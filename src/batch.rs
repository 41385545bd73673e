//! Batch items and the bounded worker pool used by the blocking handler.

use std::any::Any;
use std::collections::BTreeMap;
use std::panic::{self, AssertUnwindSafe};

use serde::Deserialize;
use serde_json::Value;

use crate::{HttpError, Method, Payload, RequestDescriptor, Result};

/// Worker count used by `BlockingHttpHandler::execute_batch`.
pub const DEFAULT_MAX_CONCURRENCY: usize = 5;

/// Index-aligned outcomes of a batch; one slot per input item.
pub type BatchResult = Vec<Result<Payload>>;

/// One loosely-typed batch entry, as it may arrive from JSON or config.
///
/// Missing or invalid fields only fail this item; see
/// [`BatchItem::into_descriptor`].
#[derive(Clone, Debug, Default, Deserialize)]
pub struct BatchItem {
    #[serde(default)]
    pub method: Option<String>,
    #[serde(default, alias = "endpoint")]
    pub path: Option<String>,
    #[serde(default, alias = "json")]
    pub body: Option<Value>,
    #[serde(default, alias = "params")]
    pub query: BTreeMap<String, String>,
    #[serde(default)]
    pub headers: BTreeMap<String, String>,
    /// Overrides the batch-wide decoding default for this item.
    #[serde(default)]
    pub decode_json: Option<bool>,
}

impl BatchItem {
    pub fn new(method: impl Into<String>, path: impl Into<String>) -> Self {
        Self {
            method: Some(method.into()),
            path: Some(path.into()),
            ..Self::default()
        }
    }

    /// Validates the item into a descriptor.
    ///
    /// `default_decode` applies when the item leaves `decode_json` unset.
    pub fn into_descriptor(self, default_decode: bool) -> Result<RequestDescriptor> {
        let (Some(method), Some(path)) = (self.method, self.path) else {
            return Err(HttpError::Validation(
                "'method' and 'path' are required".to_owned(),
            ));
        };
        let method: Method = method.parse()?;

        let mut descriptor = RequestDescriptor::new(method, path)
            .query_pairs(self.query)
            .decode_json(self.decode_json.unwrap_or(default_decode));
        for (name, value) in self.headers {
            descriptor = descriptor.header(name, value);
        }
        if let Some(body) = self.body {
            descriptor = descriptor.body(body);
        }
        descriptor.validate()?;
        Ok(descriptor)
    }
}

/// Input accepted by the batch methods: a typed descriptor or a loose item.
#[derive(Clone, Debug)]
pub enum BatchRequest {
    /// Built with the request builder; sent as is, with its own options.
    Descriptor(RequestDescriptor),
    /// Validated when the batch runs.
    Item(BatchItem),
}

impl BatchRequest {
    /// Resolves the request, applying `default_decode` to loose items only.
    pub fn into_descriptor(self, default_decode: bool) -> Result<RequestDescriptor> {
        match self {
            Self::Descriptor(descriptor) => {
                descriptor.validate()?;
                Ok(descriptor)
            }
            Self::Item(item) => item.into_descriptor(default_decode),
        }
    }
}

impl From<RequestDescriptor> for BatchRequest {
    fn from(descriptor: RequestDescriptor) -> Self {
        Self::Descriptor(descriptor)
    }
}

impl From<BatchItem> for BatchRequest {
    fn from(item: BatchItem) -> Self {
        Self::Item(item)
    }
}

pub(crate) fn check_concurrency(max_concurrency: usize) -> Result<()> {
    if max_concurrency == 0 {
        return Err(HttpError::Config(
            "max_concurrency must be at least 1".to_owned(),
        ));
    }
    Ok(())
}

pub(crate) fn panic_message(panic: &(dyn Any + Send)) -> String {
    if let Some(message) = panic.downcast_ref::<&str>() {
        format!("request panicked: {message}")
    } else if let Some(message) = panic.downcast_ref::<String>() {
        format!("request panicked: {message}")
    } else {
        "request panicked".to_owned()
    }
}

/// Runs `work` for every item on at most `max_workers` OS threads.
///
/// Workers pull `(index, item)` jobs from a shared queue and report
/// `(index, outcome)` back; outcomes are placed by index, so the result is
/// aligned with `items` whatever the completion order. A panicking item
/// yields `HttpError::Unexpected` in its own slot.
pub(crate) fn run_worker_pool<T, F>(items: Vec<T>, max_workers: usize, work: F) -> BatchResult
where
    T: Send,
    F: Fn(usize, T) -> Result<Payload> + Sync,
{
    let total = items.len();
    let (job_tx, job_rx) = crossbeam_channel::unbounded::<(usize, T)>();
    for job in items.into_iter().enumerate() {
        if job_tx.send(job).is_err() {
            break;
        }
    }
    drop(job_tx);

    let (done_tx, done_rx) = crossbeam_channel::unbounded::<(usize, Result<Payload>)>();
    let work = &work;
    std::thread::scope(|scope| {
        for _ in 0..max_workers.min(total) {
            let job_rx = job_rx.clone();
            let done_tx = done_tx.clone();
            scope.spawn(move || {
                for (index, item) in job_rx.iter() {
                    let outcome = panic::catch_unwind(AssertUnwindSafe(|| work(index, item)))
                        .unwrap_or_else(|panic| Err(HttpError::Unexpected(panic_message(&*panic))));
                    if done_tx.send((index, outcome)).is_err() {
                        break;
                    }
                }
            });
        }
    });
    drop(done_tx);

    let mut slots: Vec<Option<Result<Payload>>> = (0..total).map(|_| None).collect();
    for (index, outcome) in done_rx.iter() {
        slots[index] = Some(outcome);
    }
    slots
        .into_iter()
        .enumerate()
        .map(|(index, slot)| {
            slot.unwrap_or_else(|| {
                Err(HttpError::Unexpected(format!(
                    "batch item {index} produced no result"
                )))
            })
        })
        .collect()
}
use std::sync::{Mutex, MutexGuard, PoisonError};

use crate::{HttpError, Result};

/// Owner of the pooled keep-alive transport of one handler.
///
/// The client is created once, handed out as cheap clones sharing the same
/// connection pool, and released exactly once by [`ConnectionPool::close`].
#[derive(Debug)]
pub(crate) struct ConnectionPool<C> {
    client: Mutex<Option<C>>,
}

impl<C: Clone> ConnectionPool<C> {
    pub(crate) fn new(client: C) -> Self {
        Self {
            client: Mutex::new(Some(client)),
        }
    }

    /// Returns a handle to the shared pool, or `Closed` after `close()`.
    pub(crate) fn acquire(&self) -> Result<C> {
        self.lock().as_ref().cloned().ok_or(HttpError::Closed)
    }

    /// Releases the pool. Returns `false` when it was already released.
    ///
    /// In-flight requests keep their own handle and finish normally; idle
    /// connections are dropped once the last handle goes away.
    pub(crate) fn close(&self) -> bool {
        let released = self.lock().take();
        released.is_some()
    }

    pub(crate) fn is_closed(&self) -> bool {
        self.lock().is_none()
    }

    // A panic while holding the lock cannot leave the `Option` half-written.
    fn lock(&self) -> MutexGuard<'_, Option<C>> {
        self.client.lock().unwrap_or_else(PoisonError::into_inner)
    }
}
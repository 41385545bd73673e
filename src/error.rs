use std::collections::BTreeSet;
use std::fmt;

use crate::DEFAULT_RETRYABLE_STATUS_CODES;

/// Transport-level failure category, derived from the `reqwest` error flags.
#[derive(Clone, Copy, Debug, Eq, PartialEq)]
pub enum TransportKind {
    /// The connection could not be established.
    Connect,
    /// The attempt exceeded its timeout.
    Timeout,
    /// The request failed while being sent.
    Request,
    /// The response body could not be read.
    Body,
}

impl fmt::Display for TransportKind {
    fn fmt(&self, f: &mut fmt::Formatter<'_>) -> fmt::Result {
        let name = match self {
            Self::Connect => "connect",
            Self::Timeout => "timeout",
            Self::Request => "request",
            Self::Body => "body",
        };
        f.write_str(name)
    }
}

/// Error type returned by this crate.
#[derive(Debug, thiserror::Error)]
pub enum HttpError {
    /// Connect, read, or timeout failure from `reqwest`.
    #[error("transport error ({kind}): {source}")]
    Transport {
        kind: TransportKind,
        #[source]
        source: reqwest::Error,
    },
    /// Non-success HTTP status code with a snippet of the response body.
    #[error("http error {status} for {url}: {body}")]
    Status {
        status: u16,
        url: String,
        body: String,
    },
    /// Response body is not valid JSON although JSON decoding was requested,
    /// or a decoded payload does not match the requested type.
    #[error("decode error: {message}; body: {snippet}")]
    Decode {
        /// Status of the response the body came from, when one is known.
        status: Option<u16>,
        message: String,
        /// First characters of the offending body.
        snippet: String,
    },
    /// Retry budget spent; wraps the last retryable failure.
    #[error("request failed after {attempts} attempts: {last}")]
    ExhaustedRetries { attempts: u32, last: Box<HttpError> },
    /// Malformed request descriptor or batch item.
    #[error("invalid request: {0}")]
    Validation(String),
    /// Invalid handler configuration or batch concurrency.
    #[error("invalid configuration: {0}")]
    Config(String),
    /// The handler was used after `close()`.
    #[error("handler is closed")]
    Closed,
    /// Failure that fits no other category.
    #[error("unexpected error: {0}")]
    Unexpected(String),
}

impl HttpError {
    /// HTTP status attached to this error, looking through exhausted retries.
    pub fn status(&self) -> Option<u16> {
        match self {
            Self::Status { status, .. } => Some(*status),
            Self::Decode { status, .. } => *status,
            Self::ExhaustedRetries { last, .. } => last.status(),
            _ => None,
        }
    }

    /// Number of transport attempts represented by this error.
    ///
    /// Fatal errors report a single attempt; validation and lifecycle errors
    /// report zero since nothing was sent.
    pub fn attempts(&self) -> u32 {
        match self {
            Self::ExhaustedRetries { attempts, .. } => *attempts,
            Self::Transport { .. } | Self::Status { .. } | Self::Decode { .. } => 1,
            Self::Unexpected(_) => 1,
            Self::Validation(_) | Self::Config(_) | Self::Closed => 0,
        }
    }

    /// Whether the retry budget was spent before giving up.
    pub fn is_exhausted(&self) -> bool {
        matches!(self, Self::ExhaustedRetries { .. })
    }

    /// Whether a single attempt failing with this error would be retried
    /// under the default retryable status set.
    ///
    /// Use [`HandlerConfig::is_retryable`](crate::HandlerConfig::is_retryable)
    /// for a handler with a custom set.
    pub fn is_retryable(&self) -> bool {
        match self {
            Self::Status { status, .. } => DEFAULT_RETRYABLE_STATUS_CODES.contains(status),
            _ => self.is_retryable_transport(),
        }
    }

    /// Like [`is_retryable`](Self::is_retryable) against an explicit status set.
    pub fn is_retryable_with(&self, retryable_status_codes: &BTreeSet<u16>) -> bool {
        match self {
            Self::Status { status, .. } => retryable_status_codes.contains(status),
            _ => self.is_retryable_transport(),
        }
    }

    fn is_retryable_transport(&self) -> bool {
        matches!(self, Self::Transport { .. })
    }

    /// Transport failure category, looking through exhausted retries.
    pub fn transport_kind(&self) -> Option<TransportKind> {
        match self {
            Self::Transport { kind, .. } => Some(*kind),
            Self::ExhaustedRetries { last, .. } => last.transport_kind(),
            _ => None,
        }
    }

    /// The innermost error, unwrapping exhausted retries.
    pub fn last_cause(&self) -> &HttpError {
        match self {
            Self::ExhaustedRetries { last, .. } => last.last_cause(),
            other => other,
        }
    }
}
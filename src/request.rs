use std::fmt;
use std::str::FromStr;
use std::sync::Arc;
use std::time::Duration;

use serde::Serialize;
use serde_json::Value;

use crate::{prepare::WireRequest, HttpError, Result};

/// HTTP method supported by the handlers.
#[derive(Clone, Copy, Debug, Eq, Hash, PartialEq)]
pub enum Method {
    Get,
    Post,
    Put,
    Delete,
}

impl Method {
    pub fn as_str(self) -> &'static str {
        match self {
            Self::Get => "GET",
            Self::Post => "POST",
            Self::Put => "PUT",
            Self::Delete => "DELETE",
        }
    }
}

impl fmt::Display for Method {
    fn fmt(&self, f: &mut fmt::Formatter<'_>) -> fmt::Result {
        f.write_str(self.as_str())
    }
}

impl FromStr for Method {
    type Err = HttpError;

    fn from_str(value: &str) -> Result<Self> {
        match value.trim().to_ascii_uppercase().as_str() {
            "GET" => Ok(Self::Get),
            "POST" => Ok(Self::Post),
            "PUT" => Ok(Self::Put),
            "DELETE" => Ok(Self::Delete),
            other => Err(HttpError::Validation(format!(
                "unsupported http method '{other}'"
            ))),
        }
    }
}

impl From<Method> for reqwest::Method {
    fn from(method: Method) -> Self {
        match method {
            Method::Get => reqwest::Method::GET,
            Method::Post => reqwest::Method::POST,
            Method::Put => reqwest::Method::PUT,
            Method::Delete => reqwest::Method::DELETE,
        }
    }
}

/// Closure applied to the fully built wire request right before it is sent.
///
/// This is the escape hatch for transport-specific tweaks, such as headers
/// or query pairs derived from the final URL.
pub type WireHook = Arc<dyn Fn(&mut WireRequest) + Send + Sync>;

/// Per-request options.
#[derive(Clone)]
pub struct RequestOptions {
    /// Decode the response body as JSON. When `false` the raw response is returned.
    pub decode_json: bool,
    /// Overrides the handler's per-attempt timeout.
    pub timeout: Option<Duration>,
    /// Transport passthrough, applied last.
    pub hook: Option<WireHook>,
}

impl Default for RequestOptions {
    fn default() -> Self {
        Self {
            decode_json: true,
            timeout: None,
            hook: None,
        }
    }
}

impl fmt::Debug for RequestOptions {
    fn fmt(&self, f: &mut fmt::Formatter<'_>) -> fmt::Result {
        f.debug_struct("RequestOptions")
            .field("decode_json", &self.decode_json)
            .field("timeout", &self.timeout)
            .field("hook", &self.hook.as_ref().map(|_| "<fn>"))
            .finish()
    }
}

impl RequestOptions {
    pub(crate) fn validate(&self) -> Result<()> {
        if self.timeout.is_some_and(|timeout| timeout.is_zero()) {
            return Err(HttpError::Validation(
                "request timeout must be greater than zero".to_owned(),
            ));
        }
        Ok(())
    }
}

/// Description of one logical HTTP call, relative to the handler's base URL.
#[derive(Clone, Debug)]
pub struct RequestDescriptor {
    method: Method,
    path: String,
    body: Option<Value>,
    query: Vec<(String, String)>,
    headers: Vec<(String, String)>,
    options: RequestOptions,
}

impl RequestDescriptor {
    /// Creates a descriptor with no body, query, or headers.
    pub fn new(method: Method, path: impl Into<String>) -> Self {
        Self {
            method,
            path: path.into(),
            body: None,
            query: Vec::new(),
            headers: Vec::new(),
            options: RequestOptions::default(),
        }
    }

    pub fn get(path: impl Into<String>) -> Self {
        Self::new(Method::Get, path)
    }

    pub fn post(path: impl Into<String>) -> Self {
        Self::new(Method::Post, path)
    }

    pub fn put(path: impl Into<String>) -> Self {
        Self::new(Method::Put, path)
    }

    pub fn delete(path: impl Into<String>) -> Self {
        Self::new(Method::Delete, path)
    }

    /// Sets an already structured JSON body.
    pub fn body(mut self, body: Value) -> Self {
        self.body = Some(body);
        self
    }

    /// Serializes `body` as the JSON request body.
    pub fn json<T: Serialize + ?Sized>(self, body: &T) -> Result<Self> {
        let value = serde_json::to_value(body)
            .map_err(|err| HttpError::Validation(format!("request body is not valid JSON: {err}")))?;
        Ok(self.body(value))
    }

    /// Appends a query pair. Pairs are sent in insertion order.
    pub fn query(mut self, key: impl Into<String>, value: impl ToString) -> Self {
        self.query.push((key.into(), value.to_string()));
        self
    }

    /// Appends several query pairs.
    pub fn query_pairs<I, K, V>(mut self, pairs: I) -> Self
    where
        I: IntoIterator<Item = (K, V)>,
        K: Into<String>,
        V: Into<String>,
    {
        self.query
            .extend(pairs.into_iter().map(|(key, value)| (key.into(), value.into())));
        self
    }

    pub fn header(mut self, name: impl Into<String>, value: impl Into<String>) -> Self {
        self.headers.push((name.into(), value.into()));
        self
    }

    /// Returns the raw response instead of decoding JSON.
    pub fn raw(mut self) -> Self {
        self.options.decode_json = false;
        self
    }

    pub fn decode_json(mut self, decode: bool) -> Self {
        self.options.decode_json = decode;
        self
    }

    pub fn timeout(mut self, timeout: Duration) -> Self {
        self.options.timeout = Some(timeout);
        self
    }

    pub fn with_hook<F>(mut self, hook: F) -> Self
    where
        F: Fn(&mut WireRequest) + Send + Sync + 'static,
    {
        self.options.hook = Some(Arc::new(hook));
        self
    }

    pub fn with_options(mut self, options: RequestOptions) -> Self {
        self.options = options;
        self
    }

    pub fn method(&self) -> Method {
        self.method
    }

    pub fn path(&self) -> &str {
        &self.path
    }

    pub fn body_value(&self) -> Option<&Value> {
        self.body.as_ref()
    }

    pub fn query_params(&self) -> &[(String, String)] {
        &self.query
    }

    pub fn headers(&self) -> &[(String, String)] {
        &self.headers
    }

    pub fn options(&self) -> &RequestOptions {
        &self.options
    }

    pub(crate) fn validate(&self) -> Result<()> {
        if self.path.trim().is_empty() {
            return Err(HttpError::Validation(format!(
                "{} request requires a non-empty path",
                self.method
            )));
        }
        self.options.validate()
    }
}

◆ Your instructions ◆
The word "once" appears in some lines above. Return every one of those lines.

◆ Answer space ◆
/// The client is created once, handed out as cheap clones sharing the same
/// connection pool, and released exactly once by [`ConnectionPool::close`].
    /// connections are dropped once the last handle goes away.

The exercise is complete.